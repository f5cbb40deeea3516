use crate::core::exporter;
use crate::domain::model::{DeliveryReceipt, ExportEnvelope, ExportOptions, ExportOutcome};
use crate::domain::ports::Sink;
use serde_json::Value;

/// Orchestrates analyze -> build -> serialize -> deliver. Every fault along
/// the way is converted into an `ExportOutcome` here; nothing escapes to the
/// caller as an error.
pub struct ExportEngine<S: Sink> {
    sink: S,
}

impl<S: Sink> ExportEngine<S> {
    pub fn new(sink: S) -> Self {
        Self { sink }
    }

    /// Fixed-shape export: metadata + analysis + data, pretty-printed.
    pub fn export_simple(&self, input: Option<&Value>, destination_name: &str) -> ExportOutcome {
        let envelope = exporter::build_simple(input);
        self.deliver(&envelope, destination_name, true, exporter::total_items(input))
    }

    /// Configurable export: sections and formatting per `options`.
    pub fn export_custom(&self, input: Option<&Value>, options: &ExportOptions) -> ExportOutcome {
        let envelope = exporter::build_custom(input, options);
        self.deliver(
            &envelope,
            &options.filename,
            options.pretty_print,
            exporter::total_items(input),
        )
    }

    fn deliver(
        &self,
        envelope: &ExportEnvelope,
        destination_name: &str,
        pretty_print: bool,
        total_items: usize,
    ) -> ExportOutcome {
        tracing::debug!("delivering export artifact '{}'", destination_name);

        let attempt = exporter::serialize(envelope, pretty_print)
            .and_then(|payload| self.sink.deliver(&payload, destination_name));

        match attempt {
            Ok(receipt) => {
                match &receipt {
                    DeliveryReceipt::File { path } => {
                        println!("✅ Data exported successfully to: {}", path.display());
                    }
                    DeliveryReceipt::Download { filename } => {
                        println!("✅ Download initiated for: {}", filename);
                    }
                }
                println!("📊 Exported {} items", total_items);
                ExportOutcome::delivered(receipt)
            }
            Err(e) => {
                tracing::error!("export of '{}' failed: {}", destination_name, e);
                eprintln!("❌ Error exporting to JSON: {}", e);
                ExportOutcome::failed(e.to_string())
            }
        }
    }
}
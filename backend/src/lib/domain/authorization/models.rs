use std::fmt;
use std::str::FromStr;

use super::errors::PermissionLevelError;

/// Per-project permission tier.
///
/// Ordered by convention (read < read_write < admin < owner) but always
/// compared by membership in an explicit allowed set, never by ordinal.
#[derive(Debug, Clone, Copy, PartialEq, Eq)]
pub enum PermissionLevel {
    Read,
    ReadWrite,
    Admin,
    Owner,
}

impl PermissionLevel {
    /// Stable storage form.
    pub fn as_str(&self) -> &'static str {
        match self {
            PermissionLevel::Read => "read",
            PermissionLevel::ReadWrite => "read_write",
            PermissionLevel::Admin => "admin",
            PermissionLevel::Owner => "owner",
        }
    }

    /// Every level; usable as the allowed set for read-only access.
    pub fn all() -> [PermissionLevel; 4] {
        [
            PermissionLevel::Read,
            PermissionLevel::ReadWrite,
            PermissionLevel::Admin,
            PermissionLevel::Owner,
        ]
    }
}

impl FromStr for PermissionLevel {
    type Err = PermissionLevelError;

    fn from_str(s: &str) -> Result<Self, Self::Err> {
        match s {
            "read" => Ok(PermissionLevel::Read),
            "read_write" => Ok(PermissionLevel::ReadWrite),
            "admin" => Ok(PermissionLevel::Admin),
            "owner" => Ok(PermissionLevel::Owner),
            other => Err(PermissionLevelError::Unknown(other.to_string())),
        }
    }
}

impl fmt::Display for PermissionLevel {
    fn fmt(&self, f: &mut fmt::Formatter<'_>) -> fmt::Result {
        f.write_str(self.as_str())
    }
}

#[cfg(test)]
mod tests {
    use super::*;

    #[test]
    fn test_storage_roundtrip() {
        for level in PermissionLevel::all() {
            assert_eq!(level.as_str().parse::<PermissionLevel>().unwrap(), level);
        }
        assert!("write".parse::<PermissionLevel>().is_err());
    }
}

◆ **Exercise directions**: Restate the whole set of entries exactly.

◆ **Answer to this exercise**:
repository f5cbb40deeea3516
use crate::core::exporter;
use crate::domain::model::{DeliveryReceipt, ExportEnvelope, ExportOptions, ExportOutcome};
use crate::domain::ports::Sink;
use serde_json::Value;

/// Orchestrates analyze -> build -> serialize -> deliver. Every fault along
/// the way is converted into an `ExportOutcome` here; nothing escapes to the
/// caller as an error.
pub struct ExportEngine<S: Sink> {
    sink: S,
}

impl<S: Sink> ExportEngine<S> {
    pub fn new(sink: S) -> Self {
        Self { sink }
    }

    /// Fixed-shape export: metadata + analysis + data, pretty-printed.
    pub fn export_simple(&self, input: Option<&Value>, destination_name: &str) -> ExportOutcome {
        let envelope = exporter::build_simple(input);
        self.deliver(&envelope, destination_name, true, exporter::total_items(input))
    }

    /// Configurable export: sections and formatting per `options`.
    pub fn export_custom(&self, input: Option<&Value>, options: &ExportOptions) -> ExportOutcome {
        let envelope = exporter::build_custom(input, options);
        self.deliver(
            &envelope,
            &options.filename,
            options.pretty_print,
            exporter::total_items(input),
        )
    }

    fn deliver(
        &self,
        envelope: &ExportEnvelope,
        destination_name: &str,
        pretty_print: bool,
        total_items: usize,
    ) -> ExportOutcome {
        tracing::debug!("delivering export artifact '{}'", destination_name);

        let attempt = exporter::serialize(envelope, pretty_print)
            .and_then(|payload| self.sink.deliver(&payload, destination_name));

        match attempt {
            Ok(receipt) => {
                match &receipt {
                    DeliveryReceipt::File { path } => {
                        println!("✅ Data exported successfully to: {}", path.display());
                    }
                    DeliveryReceipt::Download { filename } => {
                        println!("✅ Download initiated for: {}", filename);
                    }
                }
                println!("📊 Exported {} items", total_items);
                ExportOutcome::delivered(receipt)
            }
            Err(e) => {
                tracing::error!("export of '{}' failed: {}", destination_name, e);
                eprintln!("❌ Error exporting to JSON: {}", e);
                ExportOutcome::failed(e.to_string())
            }
        }
    }
}
filename backend/src/lib/domain/authorization/models.rs
use std::fmt;
use std::str::FromStr;

use super::errors::PermissionLevelError;

/// Per-project permission tier.
///
/// Ordered by convention (read < read_write < admin < owner) but always
/// compared by membership in an explicit allowed set, never by ordinal.
#[derive(Debug, Clone, Copy, PartialEq, Eq)]
pub enum PermissionLevel {
    Read,
    ReadWrite,
    Admin,
    Owner,
}

impl PermissionLevel {
    /// Stable storage form.
    pub fn as_str(&self) -> &'static str {
        match self {
            PermissionLevel::Read => "read",
            PermissionLevel::ReadWrite => "read_write",
            PermissionLevel::Admin => "admin",
            PermissionLevel::Owner => "owner",
        }
    }

    /// Every level; usable as the allowed set for read-only access.
    pub fn all() -> [PermissionLevel; 4] {
        [
            PermissionLevel::Read,
            PermissionLevel::ReadWrite,
            PermissionLevel::Admin,
            PermissionLevel::Owner,
        ]
    }
}

impl FromStr for PermissionLevel {
    type Err = PermissionLevelError;

    fn from_str(s: &str) -> Result<Self, Self::Err> {
        match s {
            "read" => Ok(PermissionLevel::Read),
            "read_write" => Ok(PermissionLevel::ReadWrite),
            "admin" => Ok(PermissionLevel::Admin),
            "owner" => Ok(PermissionLevel::Owner),
            other => Err(PermissionLevelError::Unknown(other.to_string())),
        }
    }
}

impl fmt::Display for PermissionLevel {
    fn fmt(&self, f: &mut fmt::Formatter<'_>) -> fmt::Result {
        f.write_str(self.as_str())
    }
}

#[cfg(test)]
mod tests {
    use super::*;

    #[test]
    fn test_storage_roundtrip() {
        for level in PermissionLevel::all() {
            assert_eq!(level.as_str().parse::<PermissionLevel>().unwrap(), level);
        }
        assert!("write".parse::<PermissionLevel>().is_err());
    }
}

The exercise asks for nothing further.